Catastrophic Specialty Hospital Act of 2025
The Catastrophic Specialty Hospital Act of 2025 would create a new category of long-term care hospitals (LTCHs) that qualify as “catastrophic specialty hospitals” focused on spinal cord injury (SCI) and acquired brain injury (ABI). If an LTCH receives designation, Medicare would pay it outside the standard LTCH cost-reporting and payment system (the LTCH Prospective Payment System) for cost reporting periods after enactment. designation lasts for a 3-year period, with a renewal process that requires the hospital to continue meeting specific criteria.
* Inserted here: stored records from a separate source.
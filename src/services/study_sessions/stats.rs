use actix_web::{HttpRequest, HttpResponse, Result as ActixResult};
use chrono::{Days, NaiveDate, Utc};
use std::collections::BTreeMap;

use super::StudySessionService;
use crate::models::ApiResponse;
use crate::models::study_sessions::{
    entities::StudySession,
    requests::StudyStatsParams,
    responses::{DailyStudyTotal, StudyStatsResponse},
};
use crate::services::{current_user, internal_error};

/// 最近 N 天（含今天，按 UTC 日期）的学习时长统计
pub async fn get_stats(
    service: &StudySessionService,
    request: &HttpRequest,
    query: StudyStatsParams,
) -> ActixResult<HttpResponse> {
    let user = match current_user(request) {
        Ok(user) => user,
        Err(resp) => return Ok(resp),
    };
    let storage = service.get_storage(request);

    let days = query.days();
    let today = Utc::now().date_naive();
    let first_day = window_start(today, days);
    let since = first_day.and_time(chrono::NaiveTime::MIN).and_utc();

    match storage.list_completed_study_sessions_since(user.id, since).await {
        Ok(sessions) => Ok(HttpResponse::Ok().json(ApiResponse::success(
            summarize(&sessions, today, days),
            "查询成功",
        ))),
        Err(e) => Ok(internal_error("查询学习统计失败", e)),
    }
}

fn window_start(today: NaiveDate, days: i64) -> NaiveDate {
    today
        .checked_sub_days(Days::new((days - 1).max(0) as u64))
        .unwrap_or(today)
}

/// 按开始日期汇总，窗口内没有学习的日期记 0
pub fn summarize(sessions: &[StudySession], today: NaiveDate, days: i64) -> StudyStatsResponse {
    let first_day = window_start(today, days);

    let mut per_day: BTreeMap<NaiveDate, i64> = first_day
        .iter_days()
        .take_while(|d| *d <= today)
        .map(|d| (d, 0))
        .collect();

    let mut total_seconds = 0;
    let mut session_count = 0;
    for session in sessions {
        let Some(duration) = session.duration_seconds else {
            continue;
        };
        let day = session.started_at.date_naive();
        if let Some(total) = per_day.get_mut(&day) {
            *total += duration;
            total_seconds += duration;
            session_count += 1;
        }
    }

    StudyStatsResponse {
        days,
        total_seconds,
        session_count,
        daily: per_day
            .into_iter()
            .map(|(date, total_seconds)| DailyStudyTotal {
                date,
                total_seconds,
            })
            .collect(),
    }
}

#[cfg(test)]
mod tests {
    use super::*;
    use chrono::TimeZone;

    fn session(id: i64, started: (u32, u32), duration: Option<i64>) -> StudySession {
        let started_at = Utc
            .with_ymd_and_hms(2026, 3, started.0, started.1, 0, 0)
            .unwrap();
        StudySession {
            id,
            user_id: 1,
            course_id: None,
            language_id: None,
            started_at,
            ended_at: duration.map(|d| started_at + chrono::Duration::seconds(d)),
            duration_seconds: duration,
            notes: None,
        }
    }

    #[test]
    fn test_summarize_groups_by_day() {
        let today = NaiveDate::from_ymd_opt(2026, 3, 10).unwrap();
        let sessions = vec![
            session(1, (8, 9), Some(600)),
            session(2, (10, 7), Some(1200)),
            session(3, (10, 20), Some(300)),
            session(4, (10, 21), None),
        ];

        let stats = summarize(&sessions, today, 3);
        assert_eq!(stats.days, 3);
        assert_eq!(stats.session_count, 3);
        assert_eq!(stats.total_seconds, 2100);
        assert_eq!(
            stats.daily,
            vec![
                DailyStudyTotal {
                    date: NaiveDate::from_ymd_opt(2026, 3, 8).unwrap(),
                    total_seconds: 600,
                },
                DailyStudyTotal {
                    date: NaiveDate::from_ymd_opt(2026, 3, 9).unwrap(),
                    total_seconds: 0,
                },
                DailyStudyTotal {
                    date: today,
                    total_seconds: 1500,
                },
            ]
        );
    }

    #[test]
    fn test_sessions_outside_window_ignored() {
        let today = NaiveDate::from_ymd_opt(2026, 3, 10).unwrap();
        let stats = summarize(&[session(1, (1, 9), Some(900))], today, 7);
        assert_eq!(stats.total_seconds, 0);
        assert_eq!(stats.session_count, 0);
        assert_eq!(stats.daily.len(), 7);
    }

    #[test]
    fn test_single_day_window() {
        let today = NaiveDate::from_ymd_opt(2026, 3, 10).unwrap();
        let stats = summarize(&[session(1, (10, 1), Some(60))], today, 1);
        assert_eq!(stats.daily.len(), 1);
        assert_eq!(stats.total_seconds, 60);
    }
}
To obtain and maintain designation, hospitals must meet a set of stringent, multi-year thresholds related to patient mix, services offered, out-of-state admissions, and a demonstrated commitment to neurorehabilitation research and training. The Secretary would oversee designation and redesignation, with a 60-day window for additional information if a hospital no longer meets criteria.
Key Points
- 1Establishes a new designation for LTCHs as “catastrophic specialty hospitals,” targeting spinal cord injury and acquired brain injury care, and provides a payment carve-out from the LTCH Prospective Payment System for designated hospitals.
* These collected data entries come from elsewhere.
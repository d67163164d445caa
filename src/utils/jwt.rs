use crate::config::AppConfig;
use actix_web::cookie::{Cookie, SameSite};
use jsonwebtoken::{DecodingKey, EncodingKey, Header, Validation, decode, encode};
use serde::{Deserialize, Serialize};

pub const ACCESS_TOKEN_COOKIE: &str = "access_token";
pub const REFRESH_TOKEN_COOKIE: &str = "refresh_token";
const BEARER_PREFIX: &str = "Bearer ";

// JWT Claims 结构体
#[derive(Debug, Clone, Serialize, Deserialize)]
pub struct Claims {
    pub sub: String,        // Subject (user ID)
    pub role: String,       // 用户角色
    pub token_type: String, // token类型: "access" 或 "refresh"
    pub exp: usize,         // Expiration time (时间戳)
    pub iat: usize,         // Issued at (签发时间)
}

// Token 响应结构体
#[derive(Debug, Serialize, Deserialize)]
pub struct TokenPair {
    pub access_token: String,
    pub refresh_token: String,
}

pub struct JwtUtils;

impl JwtUtils {
    // 获取 JWT 密钥
    fn get_secret() -> String {
        AppConfig::get().jwt.secret.clone()
    }

    // 生成 Access Token
    pub fn generate_access_token(
        user_id: i64,
        role: &str,
    ) -> Result<String, jsonwebtoken::errors::Error> {
        let config = AppConfig::get();
        Self::generate_token_with_expiry(
            user_id,
            role,
            "access",
            chrono::Duration::minutes(config.jwt.access_token_expiry),
        )
    }

    // 生成 Refresh Token
    pub fn generate_refresh_token(
        user_id: i64,
        role: &str,
        token_expiry: Option<chrono::Duration>,
    ) -> Result<String, jsonwebtoken::errors::Error> {
        let config = AppConfig::get();
        match token_expiry {
            Some(expiry) => Self::generate_token_with_expiry(user_id, role, "refresh", expiry),
            None => Self::generate_token_with_expiry(
                user_id,
                role,
                "refresh",
                chrono::Duration::days(config.jwt.refresh_token_expiry),
            ),
        }
    }

    // 生成带自定义过期时间的 Token
    pub fn generate_token_with_expiry(
        user_id: i64,
        role: &str,
        token_type: &str,
        expiry_duration: chrono::Duration,
    ) -> Result<String, jsonwebtoken::errors::Error> {
        let now = chrono::Utc::now();
        let expiration = now + expiry_duration;

        let claims = Claims {
            sub: user_id.to_string(),
            role: role.to_string(),
            token_type: token_type.to_string(),
            exp: expiration.timestamp() as usize,
            iat: now.timestamp() as usize,
        };

        let secret = Self::get_secret();
        let encoding_key = EncodingKey::from_secret(secret.as_ref());

        encode(&Header::default(), &claims, &encoding_key)
    }

    // 生成完整的 Token 响应（包含 access 和 refresh token）
    pub fn generate_token_pair(
        user_id: i64,
        role: &str,
        refresh_token_expiry: Option<chrono::Duration>,
    ) -> Result<TokenPair, jsonwebtoken::errors::Error> {
        let access_token = Self::generate_access_token(user_id, role)?;
        let refresh_token = Self::generate_refresh_token(user_id, role, refresh_token_expiry)?;

        Ok(TokenPair {
            access_token,
            refresh_token,
        })
    }

    // 验证 JWT token
    pub fn verify_token(token: &str) -> Result<Claims, jsonwebtoken::errors::Error> {
        let secret = Self::get_secret();
        let decoding_key = DecodingKey::from_secret(secret.as_ref());
        let validation = Validation::default();

        decode::<Claims>(token, &decoding_key, &validation).map(|token_data| token_data.claims)
    }

    // 验证 token 是否为指定类型
    pub fn verify_token_type(
        token: &str,
        expected_type: &str,
    ) -> Result<Claims, jsonwebtoken::errors::Error> {
        let claims = Self::verify_token(token)?;
        if claims.token_type != expected_type {
            return Err(jsonwebtoken::errors::Error::from(
                jsonwebtoken::errors::ErrorKind::InvalidToken,
            ));
        }
        Ok(claims)
    }

    // 验证 Access Token
    pub fn verify_access_token(token: &str) -> Result<Claims, jsonwebtoken::errors::Error> {
        Self::verify_token_type(token, "access")
    }

    // 验证 Refresh Token
    pub fn verify_refresh_token(token: &str) -> Result<Claims, jsonwebtoken::errors::Error> {
        Self::verify_token_type(token, "refresh")
    }

    // 使用 Refresh Token 生成新的 Access Token
    pub fn refresh_access_token(
        refresh_token: &str,
    ) -> Result<String, jsonwebtoken::errors::Error> {
        let claims = Self::verify_refresh_token(refresh_token)?;
        let user_id = claims
            .sub
            .parse::<i64>()
            .map_err(|_| jsonwebtoken::errors::ErrorKind::InvalidToken)?;
        Self::generate_access_token(user_id, &claims.role)
    }

    fn build_cookie(name: &'static str, value: String, max_age: actix_web::cookie::time::Duration) -> Cookie<'static> {
        let config = AppConfig::get();
        Cookie::build(name, value)
            .path("/")
            .max_age(max_age)
            .same_site(SameSite::Strict)
            .http_only(true)
            .secure(config.is_production()) // 生产环境下使用 HTTPS
            .finish()
    }

    /// 创建 Access Token Cookie
    pub fn create_access_token_cookie(access_token: &str) -> Cookie<'static> {
        let config = AppConfig::get();
        Self::build_cookie(
            ACCESS_TOKEN_COOKIE,
            access_token.to_string(),
            actix_web::cookie::time::Duration::minutes(config.jwt.access_token_expiry),
        )
    }

    /// 创建 Refresh Token Cookie，`remember_me` 时使用更长的有效期
    pub fn create_refresh_token_cookie(refresh_token: &str, remember_me: bool) -> Cookie<'static> {
        let config = AppConfig::get();
        let days = if remember_me {
            config.jwt.refresh_token_remember_me_expiry
        } else {
            config.jwt.refresh_token_expiry
        };
        Self::build_cookie(
            REFRESH_TOKEN_COOKIE,
            refresh_token.to_string(),
            actix_web::cookie::time::Duration::days(days),
        )
    }

    /// 创建空的 Access Token Cookie（用于注销）
    pub fn create_empty_access_token_cookie() -> Cookie<'static> {
        Self::build_cookie(
            ACCESS_TOKEN_COOKIE,
            String::new(),
            actix_web::cookie::time::Duration::seconds(0),
        )
    }

    /// 创建空的 Refresh Token Cookie（用于注销）
    pub fn create_empty_refresh_token_cookie() -> Cookie<'static> {
        Self::build_cookie(
            REFRESH_TOKEN_COOKIE,
            String::new(),
            actix_web::cookie::time::Duration::seconds(0),
        )
    }

    /// 从请求中提取 Refresh Token
    pub fn extract_refresh_token_from_cookie(req: &actix_web::HttpRequest) -> Option<String> {
        req.cookie(REFRESH_TOKEN_COOKIE)
            .map(|cookie| cookie.value().to_string())
            .filter(|value| !value.is_empty())
    }

    /// 提取 Access Token：优先 `Authorization: Bearer`，其次 cookie
    pub fn extract_access_token(req: &actix_web::HttpRequest) -> Option<String> {
        req.headers()
            .get(actix_web::http::header::AUTHORIZATION)
            .and_then(|h| h.to_str().ok())
            .and_then(|s| s.strip_prefix(BEARER_PREFIX))
            .map(|s| s.trim().to_string())
            .filter(|s| !s.is_empty())
            .or_else(|| {
                req.cookie(ACCESS_TOKEN_COOKIE)
                    .map(|cookie| cookie.value().to_string())
                    .filter(|value| !value.is_empty())
            })
    }
}

#[cfg(test)]
mod tests {
    use super::*;

    fn init_config() {
        let _ = AppConfig::init();
    }

    #[test]
    fn test_token_pair_types() {
        init_config();
        let pair = JwtUtils::generate_token_pair(7, "student", None).unwrap();
        let claims = JwtUtils::verify_access_token(&pair.access_token).unwrap();
        assert_eq!(claims.sub, "7");
        assert_eq!(claims.role, "student");
        assert!(JwtUtils::verify_refresh_token(&pair.access_token).is_err());
        assert!(JwtUtils::verify_access_token(&pair.refresh_token).is_err());
    }

    #[test]
    fn test_refresh_issues_access_token() {
        init_config();
        let pair = JwtUtils::generate_token_pair(3, "instructor", None).unwrap();
        let access = JwtUtils::refresh_access_token(&pair.refresh_token).unwrap();
        let claims = JwtUtils::verify_access_token(&access).unwrap();
        assert_eq!(claims.sub, "3");
    }

    #[test]
    fn test_extract_access_token_sources() {
        init_config();
        let req = actix_web::test::TestRequest::default()
            .insert_header(("Authorization", "Bearer abc.def"))
            .to_http_request();
        assert_eq!(JwtUtils::extract_access_token(&req).as_deref(), Some("abc.def"));

        let req = actix_web::test::TestRequest::default()
            .cookie(Cookie::new(ACCESS_TOKEN_COOKIE, "from-cookie"))
            .to_http_request();
        assert_eq!(
            JwtUtils::extract_access_token(&req).as_deref(),
            Some("from-cookie")
        );

        let req = actix_web::test::TestRequest::default().to_http_request();
        assert!(JwtUtils::extract_access_token(&req).is_none());
    }
}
- 2Designation criteria require: (A) at least 80% SCI/ABI-related discharges (or would be under MS-LTCH-DRG) over a 3-year lookback; (B) provision of a continuum of care including inpatient, outpatient, and long-term wellness for SCI/ABI; (C) in each year within the 3-year period, at least 175 SCI or 175 ABI discharges; (D) at least 30% of inpatients admitted from outside the state; (E) demonstrated commitment to neurorehabilitation research through personnel, publications, training programs, or residency/affiliation in neurology/PM&R.
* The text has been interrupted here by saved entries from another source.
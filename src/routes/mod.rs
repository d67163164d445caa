pub mod achievements;

pub mod auth;

pub mod courses;

pub mod languages;

pub mod live_sessions;

pub mod quizzes;

pub mod study_sessions;

pub mod system;

pub mod users;

pub use achievements::configure_achievement_routes;
pub use auth::configure_auth_routes;
pub use courses::configure_course_routes;
pub use languages::configure_language_routes;
pub use live_sessions::configure_live_session_routes;
pub use quizzes::configure_quiz_routes;
pub use study_sessions::configure_study_session_routes;
pub use system::configure_system_routes;
pub use users::configure_user_routes;
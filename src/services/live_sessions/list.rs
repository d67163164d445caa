use actix_web::{HttpRequest, HttpResponse, Result as ActixResult};

use super::LiveSessionService;
use crate::models::ApiResponse;
use crate::models::live_sessions::requests::{LiveSessionListParams, LiveSessionListQuery};
use crate::services::internal_error;

pub async fn list_sessions(
    service: &LiveSessionService,
    request: &HttpRequest,
    query: LiveSessionListParams,
) -> ActixResult<HttpResponse> {
    let storage = service.get_storage(request);
    let (page, size) = query.pagination.normalized();

    let list_query = LiveSessionListQuery {
        page,
        size,
        course_id: query.course_id,
        status: query.status,
        scheduled_after: query
            .upcoming
            .unwrap_or(false)
            .then(chrono::Utc::now),
    };

    match storage.list_live_sessions(list_query).await {
        Ok(response) => Ok(HttpResponse::Ok().json(ApiResponse::success(response, "查询成功"))),
        Err(e) => Ok(internal_error("查询直播列表失败", e)),
    }
}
- 3Designation lasts for a 3-year period and can be redesignated if the hospital continues to meet criteria; if not, the hospital is given 60 days to submit additional information before the designation expires.
- 4The Secretary is authorized to determine and redesignate hospitals, with a process that allows for demonstration of ongoing compliance or expiration of designation.